3.Name: Magrate ,Mar 04,2014
Well I have to credit a frnied of mine (Eric, if anyone reading this knows/cares) for bringing up mind control is always evil to me first; but yes, The Dresden Files really drove the point home. And maybe the jedi mind trick isn't always being used for evil purposes, but Elan in your above example still had free will removed which I would call evil.Doing it to animals I suppose would depend on your paradigm if animals have souls or not, if they count as sentient. It's no more evil than riding a horse or using a plow ox. People like PETA members that think keeping working animals is inhumane would call it evil. http://bhxevhnc.com [url=http://mirghuttfy.com]mirghuttfy[/url] [link=http://hlbfypm.com]hlbfypm[/link]

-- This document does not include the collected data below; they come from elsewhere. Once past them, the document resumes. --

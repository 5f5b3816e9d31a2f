//! Data source collaborators.
//!
//! The pipeline never issues network calls itself; it consumes
//! already-materialized `Observation` collections produced here. Sources may
//! partially fail (some assets missing) without aborting the whole fetch;
//! per-asset failures are reported alongside the data.

pub mod cache;
pub mod coingecko;
pub mod stablecoin;

pub use cache::FetchCache;
pub use coingecko::CoinGeckoClient;
pub use stablecoin::{simulated_stablecoin_supply, StablecoinSupply};

use async_trait::async_trait;

use crate::models::Observation;

/// One asset that could not be fetched, with the reason.
#[derive(Debug, Clone)]
pub struct FetchFailure {
    pub asset_id: String,
    pub reason: String,
}

/// Outcome of a (possibly partial) price-history fetch.
#[derive(Debug, Clone, Default)]
pub struct FetchReport {
    pub observations: Vec<Observation>,
    pub failures: Vec<FetchFailure>,
}

impl FetchReport {
    pub fn is_empty(&self) -> bool {
        self.observations.is_empty()
    }
}

/// Contract for price/volume history providers.
///
/// Implementations must tolerate individual asset failures and report them in
/// the `FetchReport` rather than failing the whole call.
#[async_trait]
pub trait PriceHistorySource: Send + Sync {
    async fn fetch(&self, asset_ids: &[String], days: u32) -> anyhow::Result<FetchReport>;
}
//! Event attribution: mapping discrete policy events onto the daily calendar.

use chrono::{Duration, NaiveDate};

use crate::models::PolicyEvent;

/// Accumulated event severity per calendar day.
///
/// Each event contributes its full severity to every day in the half-open
/// window `[event.date, event.date + window_days)`. Overlapping windows add;
/// two events on the same date intentionally compound. Events dated outside
/// the series still contribute to any in-range day their window touches.
pub fn event_intensity(
    dates: &[NaiveDate],
    events: &[PolicyEvent],
    window_days: usize,
) -> Vec<f64> {
    let mut intensity = vec![0.0; dates.len()];
    let window = Duration::days(window_days as i64);

    for event in events {
        let start = event.date;
        let end = start + window;
        for (i, date) in dates.iter().enumerate() {
            if *date >= start && *date < end {
                intensity[i] += event.severity as f64;
            }
        }
    }

    intensity
}
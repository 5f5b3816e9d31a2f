//! Tests for the composite index calculator.
//!
//! These tests verify:
//! 1. Configuration rejection (weights, windows, scale bounds)
//! 2. The bounded-output invariant under varied weight configurations
//! 3. Division guards: zero component maxima contribute 0, never NaN
//! 4. Missing rolling statistics enter the blend as 0
//! 5. Idempotence: identical inputs produce identical series

use chrono::{Duration, NaiveDate};

use crate::index::composite::calculate_corruption_index;
use crate::index::config::{IndexConfig, IndexWeights};
use crate::index::error::IndexError;
use crate::models::{EventType, Observation, PolicyEvent};

fn start() -> NaiveDate {
    NaiveDate::from_ymd_opt(2023, 1, 1).unwrap()
}

/// Single-asset series with mildly varying price and volume.
fn observations(days: i64) -> Vec<Observation> {
    (0..days)
        .map(|i| {
            Observation::new(
                start() + Duration::days(i),
                "bitcoin",
                100.0 + (i % 7) as f64 * 3.0,
                1_000.0 + (i % 11) as f64 * 50.0,
            )
        })
        .collect()
}

fn event(offset_days: i64, severity: u8) -> PolicyEvent {
    PolicyEvent::new(
        start() + Duration::days(offset_days),
        "Testland",
        EventType::CapitalControls,
        "withdrawal limits",
        severity,
    )
}

fn small_config() -> IndexConfig {
    IndexConfig {
        volatility_window_days: 5,
        volume_window_days: 5,
        ..IndexConfig::default()
    }
}

#[test]
fn rejects_weights_not_summing_to_one() {
    let config = IndexConfig {
        weights: IndexWeights {
            volatility: 0.5,
            volume_surge: 0.5,
            event_intensity: 0.5,
        },
        ..IndexConfig::default()
    };

    let err = calculate_corruption_index(&observations(10), &[], &config).unwrap_err();
    assert!(matches!(err, IndexError::InvalidWeights { .. }));
}

#[test]
fn rejects_negative_weights_even_when_summing_to_one() {
    let config = IndexConfig {
        weights: IndexWeights {
            volatility: -0.5,
            volume_surge: 0.5,
            event_intensity: 1.0,
        },
        ..IndexConfig::default()
    };

    assert!(matches!(
        calculate_corruption_index(&observations(10), &[], &config),
        Err(IndexError::InvalidWeights { .. })
    ));
}

#[test]
fn rejects_zero_windows_and_inverted_scale() {
    let zero_window = IndexConfig {
        event_window_days: 0,
        ..IndexConfig::default()
    };
    assert!(matches!(
        calculate_corruption_index(&observations(10), &[], &zero_window),
        Err(IndexError::InvalidWindow { .. })
    ));

    let inverted = IndexConfig {
        scale_min: 100.0,
        scale_max: 0.0,
        ..IndexConfig::default()
    };
    assert!(matches!(
        calculate_corruption_index(&observations(10), &[], &inverted),
        Err(IndexError::InvalidScale { .. })
    ));
}

#[test]
fn index_stays_within_scale_bounds_for_valid_weightings() {
    let weightings = [
        (0.30, 0.30, 0.40),
        (1.0, 0.0, 0.0),
        (0.0, 1.0, 0.0),
        (0.0, 0.0, 1.0),
        (0.25, 0.5, 0.25),
    ];
    let events = vec![event(3, 9), event(3, 9), event(20, 2)];

    for (volatility, volume_surge, event_intensity) in weightings {
        let config = IndexConfig {
            weights: IndexWeights {
                volatility,
                volume_surge,
                event_intensity,
            },
            ..small_config()
        };

        let series = calculate_corruption_index(&observations(40), &events, &config).unwrap();
        assert_eq!(series.len(), 40);
        for metric in &series.metrics {
            assert!(
                metric.corruption_index >= config.scale_min
                    && metric.corruption_index <= config.scale_max,
                "index {} out of bounds on {}",
                metric.corruption_index,
                metric.date
            );
            assert!(metric.corruption_index.is_finite());
        }
    }
}

#[test]
fn custom_scale_bounds_are_honored() {
    let config = IndexConfig {
        scale_min: 10.0,
        scale_max: 50.0,
        ..small_config()
    };

    let series = calculate_corruption_index(&observations(30), &[event(5, 10)], &config).unwrap();
    for metric in &series.metrics {
        assert!(metric.corruption_index >= 10.0 && metric.corruption_index <= 50.0);
    }
}

#[test]
fn no_events_means_zero_event_component_not_nan() {
    let series = calculate_corruption_index(&observations(30), &[], &small_config()).unwrap();

    for metric in &series.metrics {
        assert_eq!(metric.event_intensity, 0.0);
        assert!(metric.corruption_index.is_finite());
    }
}

#[test]
fn series_shorter_than_windows_scores_from_events_alone() {
    // 3 rows against 5-day windows: every rolling statistic is undefined and
    // must enter the blend as 0.
    let series = calculate_corruption_index(&observations(3), &[event(1, 8)], &small_config())
        .unwrap();

    assert_eq!(series.len(), 3);
    assert!(series.metrics.iter().all(|m| m.volatility.is_none()));
    assert!(series.metrics.iter().all(|m| m.volume_zscore.is_none()));

    // Default weights: the event day carries exactly the event share of the
    // scale (0.40 * 100), the day before carries nothing.
    assert_eq!(series.metrics[0].corruption_index, 0.0);
    assert!((series.metrics[1].corruption_index - 40.0).abs() < 1e-9);
    assert!((series.metrics[2].corruption_index - 40.0).abs() < 1e-9);
}

#[test]
fn negative_volume_surge_clamps_at_scale_min() {
    // Volume collapses on the last day; with all weight on the surge
    // component the raw blend goes negative and must clamp to scale_min.
    let mut obs = observations(20);
    for (i, o) in obs.iter_mut().enumerate() {
        o.volume = 1_000.0 + (i % 3) as f64;
    }
    obs.last_mut().unwrap().volume = 0.0;

    let config = IndexConfig {
        weights: IndexWeights {
            volatility: 0.0,
            volume_surge: 1.0,
            event_intensity: 0.0,
        },
        ..small_config()
    };

    let series = calculate_corruption_index(&obs, &[], &config).unwrap();
    let last = series.latest().unwrap();
    assert!(last.volume_zscore.unwrap() < 0.0);
    assert_eq!(last.corruption_index, config.scale_min);
}

#[test]
fn identical_inputs_produce_identical_output() {
    let obs = observations(60);
    let events = vec![event(10, 6), event(30, 9)];
    let config = IndexConfig::default();

    let first = calculate_corruption_index(&obs, &events, &config).unwrap();
    let second = calculate_corruption_index(&obs, &events, &config).unwrap();

    assert_eq!(first, second);
    assert_eq!(
        serde_json::to_string(&first).unwrap(),
        serde_json::to_string(&second).unwrap()
    );
}

#[test]
fn empty_observations_surface_the_recoverable_empty_input() {
    assert_eq!(
        calculate_corruption_index(&[], &[event(0, 5)], &IndexConfig::default()),
        Err(IndexError::EmptyInput)
    );
}
//! TTL cache for price-history fetches.
//!
//! Caching belongs to the data-source layer, never to the pipeline itself.
//! Entries are keyed by the exact request parameters (asset set + day span)
//! and expire after a configurable time-to-live.

use std::collections::HashMap;
use std::time::{Duration, Instant};

use parking_lot::RwLock;

use super::FetchReport;

#[derive(Debug, Clone, PartialEq, Eq, Hash)]
struct CacheKey {
    assets: Vec<String>,
    days: u32,
}

impl CacheKey {
    /// Asset order must not matter: sort so `[btc, eth]` and `[eth, btc]`
    /// share an entry.
    fn new(asset_ids: &[String], days: u32) -> Self {
        let mut assets: Vec<String> = asset_ids.to_vec();
        assets.sort();
        Self { assets, days }
    }
}

struct CacheEntry {
    report: FetchReport,
    fetched_at: Instant,
}

pub struct FetchCache {
    ttl: Duration,
    entries: RwLock<HashMap<CacheKey, CacheEntry>>,
}

impl FetchCache {
    pub fn new(ttl: Duration) -> Self {
        Self {
            ttl,
            entries: RwLock::new(HashMap::new()),
        }
    }

    /// Cached report for the request, if present and not expired.
    pub fn get(&self, asset_ids: &[String], days: u32) -> Option<FetchReport> {
        let key = CacheKey::new(asset_ids, days);
        let entries = self.entries.read();
        entries
            .get(&key)
            .filter(|entry| entry.fetched_at.elapsed() < self.ttl)
            .map(|entry| entry.report.clone())
    }

    pub fn put(&self, asset_ids: &[String], days: u32, report: FetchReport) {
        let key = CacheKey::new(asset_ids, days);
        let mut entries = self.entries.write();
        // Drop expired entries opportunistically so the map stays bounded by
        // the distinct request shapes seen within one TTL.
        entries.retain(|_, entry| entry.fetched_at.elapsed() < self.ttl);
        entries.insert(
            key,
            CacheEntry {
                report,
                fetched_at: Instant::now(),
            },
        );
    }
}
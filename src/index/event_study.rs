//! Event study: per-asset price behavior in a symmetric window around a
//! single anchor event.

use chrono::Duration;

use crate::models::{AssetStudy, EventStudyResult, Observation, PolicyEvent, StudyPoint, StudySummary};

use super::config::EventStudyConfig;
use super::error::IndexError;
use super::normalize::per_asset_prices;

/// Align every asset's daily prices around the anchor event's date.
///
/// Day 0 is the anchor day; offsets run over
/// `[-window_before_days, window_after_days]`. Cumulative returns are
/// relative to the day-0 price. An asset with no observation on day 0 (or a
/// zero day-0 price, which cannot anchor a return) is reported with
/// `anchor_missing = true` and undefined cumulative returns; other assets
/// compute normally.
pub fn run_event_study(
    observations: &[Observation],
    anchor: &PolicyEvent,
    config: &EventStudyConfig,
) -> Result<EventStudyResult, IndexError> {
    if observations.is_empty() {
        return Err(IndexError::EmptyInput);
    }

    let window_start = anchor.date - Duration::days(config.window_before_days);
    let window_end = anchor.date + Duration::days(config.window_after_days);

    let assets = per_asset_prices(observations)
        .into_iter()
        .map(|(asset_id, series)| {
            let anchor_price = series.get(&anchor.date).copied().filter(|p| *p > 0.0);

            let points: Vec<StudyPoint> = series
                .range(window_start..=window_end)
                .map(|(date, price)| {
                    let offset_days = (*date - anchor.date).num_days();
                    StudyPoint {
                        offset_days,
                        price: *price,
                        cumulative_return: anchor_price.map(|p0| (price / p0 - 1.0) * 100.0),
                    }
                })
                .collect();

            let summary = summarize(&points, config.crisis_window_days);

            AssetStudy {
                asset_id,
                anchor_missing: anchor_price.is_none(),
                points,
                summary,
            }
        })
        .collect();

    Ok(EventStudyResult {
        anchor: anchor.clone(),
        assets,
    })
}

/// Pre-event mean price vs post-event mean over `[0, crisis_window_days]`.
fn summarize(points: &[StudyPoint], crisis_window_days: i64) -> Option<StudySummary> {
    let pre: Vec<f64> = points
        .iter()
        .filter(|p| p.offset_days < 0)
        .map(|p| p.price)
        .collect();
    let post: Vec<f64> = points
        .iter()
        .filter(|p| p.offset_days >= 0 && p.offset_days <= crisis_window_days)
        .map(|p| p.price)
        .collect();

    if pre.is_empty() || post.is_empty() {
        return None;
    }

    let pre_event_mean = pre.iter().sum::<f64>() / pre.len() as f64;
    let post_event_mean = post.iter().sum::<f64>() / post.len() as f64;

    let change_pct = if pre_event_mean > 0.0 {
        Some((post_event_mean / pre_event_mean - 1.0) * 100.0)
    } else {
        None
    };

    Some(StudySummary {
        pre_event_mean,
        post_event_mean,
        change_pct,
    })
}
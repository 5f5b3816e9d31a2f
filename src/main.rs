//! Crypto Corruption Index Backend
//! Mission: Read policy friction off the crypto tape
//! Serves the composite corruption index, policy event timeline, event
//! studies and portfolio projections to the dashboard frontend.

use std::sync::Arc;
use std::time::Duration;

use anyhow::{Context, Result};
use tokio::net::TcpListener;
use tower_http::cors::CorsLayer;
use tracing::info;
use tracing_subscriber::{layer::SubscriberExt, util::SubscriberInitExt};

use corruption_index_backend::api::{create_router, AppState};
use corruption_index_backend::events;
use corruption_index_backend::index::{EventStudyConfig, IndexConfig};
use corruption_index_backend::models::Config;
use corruption_index_backend::sources::{CoinGeckoClient, FetchCache};

#[tokio::main]
async fn main() -> Result<()> {
    let config = Config::from_env()?;
    init_tracing();

    info!("🚀 Corruption Index Backend starting");

    let index_config = IndexConfig::default();
    index_config
        .validate()
        .context("Invalid index configuration")?;

    let source = Arc::new(
        CoinGeckoClient::new(&config.coingecko_base_url)
            .context("Failed to build market data client")?,
    );
    let cache = Arc::new(FetchCache::new(Duration::from_secs(config.cache_ttl_secs)));

    info!(
        "📊 Tracking {} assets over {} days (fetch cache TTL: {}s)",
        config.default_assets.len(),
        config.default_days,
        config.cache_ttl_secs
    );
    info!(
        "⚖️ Policy event catalog loaded: {} events",
        events::policy_events().len()
    );

    let addr = format!("0.0.0.0:{}", config.port);

    let state = AppState {
        config,
        index_config,
        study_config: EventStudyConfig::default(),
        source,
        cache,
    };

    let app = create_router(state).layer(CorsLayer::permissive());

    let listener = TcpListener::bind(&addr)
        .await
        .with_context(|| format!("Failed to bind {}", addr))?;
    info!("🌐 API listening on {}", addr);

    axum::serve(listener, app).await.context("Server error")?;

    Ok(())
}

/// Initialize tracing with env-filtered fmt output
fn init_tracing() {
    tracing_subscriber::registry()
        .with(
            tracing_subscriber::EnvFilter::try_from_default_env()
                .unwrap_or_else(|_| "corruption_index_backend=debug,tower_http=debug".into()),
        )
        .with(tracing_subscriber::fmt::layer())
        .init();
}
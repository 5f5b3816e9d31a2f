//! Curated catalog of policy friction events.
//!
//! These are the known sanctions, capital-control, banking, regulatory and
//! market events the index attributes severity from. The catalog is static
//! and read-only to the pipeline; callers can append their own events before
//! handing the collection to the index calculation.

use chrono::NaiveDate;
use lazy_static::lazy_static;

use crate::models::{EventType, PolicyEvent};

lazy_static! {
    static ref CATALOG: Vec<PolicyEvent> = build_catalog();
}

fn date(year: i32, month: u32, day: u32) -> NaiveDate {
    NaiveDate::from_ymd_opt(year, month, day).expect("valid catalog date")
}

fn build_catalog() -> Vec<PolicyEvent> {
    vec![
        PolicyEvent::new(
            date(2021, 9, 24),
            "China",
            EventType::Regulatory,
            "China declares all crypto transactions illegal",
            9,
        ),
        PolicyEvent::new(
            date(2022, 2, 24),
            "Russia",
            EventType::Sanctions,
            "Russia-Ukraine war sanctions begin",
            9,
        ),
        PolicyEvent::new(
            date(2022, 3, 9),
            "Russia",
            EventType::Banking,
            "Russia removed from SWIFT",
            10,
        ),
        PolicyEvent::new(
            date(2022, 5, 9),
            "Global",
            EventType::Market,
            "Terra/LUNA collapse",
            9,
        ),
        PolicyEvent::new(
            date(2022, 6, 15),
            "Lebanon",
            EventType::Banking,
            "Lebanon banking crisis deepens, deposit withdrawals restricted",
            8,
        ),
        PolicyEvent::new(
            date(2022, 11, 8),
            "Global",
            EventType::Regulatory,
            "FTX collapse triggers regulatory scrutiny",
            7,
        ),
        PolicyEvent::new(
            date(2023, 2, 28),
            "Nigeria",
            EventType::CapitalControls,
            "Nigeria naira devaluation and cash withdrawal limits",
            7,
        ),
        PolicyEvent::new(
            date(2023, 3, 10),
            "USA",
            EventType::Banking,
            "Silicon Valley Bank collapse",
            8,
        ),
        PolicyEvent::new(
            date(2023, 6, 5),
            "USA",
            EventType::Regulatory,
            "SEC sues Binance and Coinbase",
            6,
        ),
        PolicyEvent::new(
            date(2023, 8, 9),
            "Argentina",
            EventType::CapitalControls,
            "Peso devaluation accelerates, capital flight",
            8,
        ),
    ]
}

/// The built-in event catalog, ordered by date.
pub fn policy_events() -> &'static [PolicyEvent] {
    &CATALOG
}

/// Catalog slice matching the optional filters.
pub fn filter_events(
    event_type: Option<EventType>,
    country: Option<&str>,
) -> Vec<&'static PolicyEvent> {
    CATALOG
        .iter()
        .filter(|e| event_type.map_or(true, |t| e.event_type == t))
        .filter(|e| country.map_or(true, |c| e.country.eq_ignore_ascii_case(c)))
        .collect()
}

/// Find an anchor event by its exact date, optionally narrowed by country.
///
/// Dates are the unambiguous identifier for event-study anchors; when two
/// catalog events share a date the country narrows the match.
pub fn find_event(target: NaiveDate, country: Option<&str>) -> Option<&'static PolicyEvent> {
    CATALOG
        .iter()
        .filter(|e| e.date == target)
        .find(|e| country.map_or(true, |c| e.country.eq_ignore_ascii_case(c)))
}

#[cfg(test)]
mod tests {
    use super::*;

    #[test]
    fn catalog_is_date_ordered_and_bounded() {
        let events = policy_events();
        assert!(!events.is_empty());
        assert!(events.windows(2).all(|w| w[0].date <= w[1].date));
        assert!(events.iter().all(|e| (1..=10).contains(&e.severity)));
    }

    #[test]
    fn filters_by_type_and_country() {
        let banking = filter_events(Some(EventType::Banking), None);
        assert!(banking.iter().all(|e| e.event_type == EventType::Banking));
        assert_eq!(banking.len(), 3);

        let russia = filter_events(None, Some("russia"));
        assert_eq!(russia.len(), 2);

        let russia_banking = filter_events(Some(EventType::Banking), Some("Russia"));
        assert_eq!(russia_banking.len(), 1);
        assert_eq!(russia_banking[0].severity, 10);
    }

    #[test]
    fn finds_anchor_by_date() {
        let svb = find_event(date(2023, 3, 10), None).expect("SVB event");
        assert_eq!(svb.country, "USA");
        assert!(find_event(date(2020, 1, 1), None).is_none());
        assert!(find_event(date(2023, 3, 10), Some("France")).is_none());
    }
}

4.Name: Alexandr ,Mar 03,2014
The thing that vigilante (super)hero strioes rarely cover, of course, is the reason for the police having all those restrictions on them in the first place some proportion of the time, when a cop is quite sure he knows who the villain is but just can't prove it, he's simply wrong. (Especially true if you have a situation with a socially-inferior group who can easily be blamed see To Kill a Mockingbird.)This is fine if you're just telling a story about a good guy who beats up bad guys, but when you start to portray him as being able to tackle criminals the (real-world-style) cops can't, it starts to get rather more iffy. (See also the idea of Mission: Impossible as the way the CIA dirty tricks guys would have liked the world to think of them and possibly the way they thought of themselves.)Not relevant to this film, naturally. But this film looks pretty slight, with a reasonably coherent narrative but not something that builds anywhere. Villain does bad stuff, hero beats up villain, order is restored, home for ice-cream and medals. Why did villain do bad stuff? Who is hero? We never know.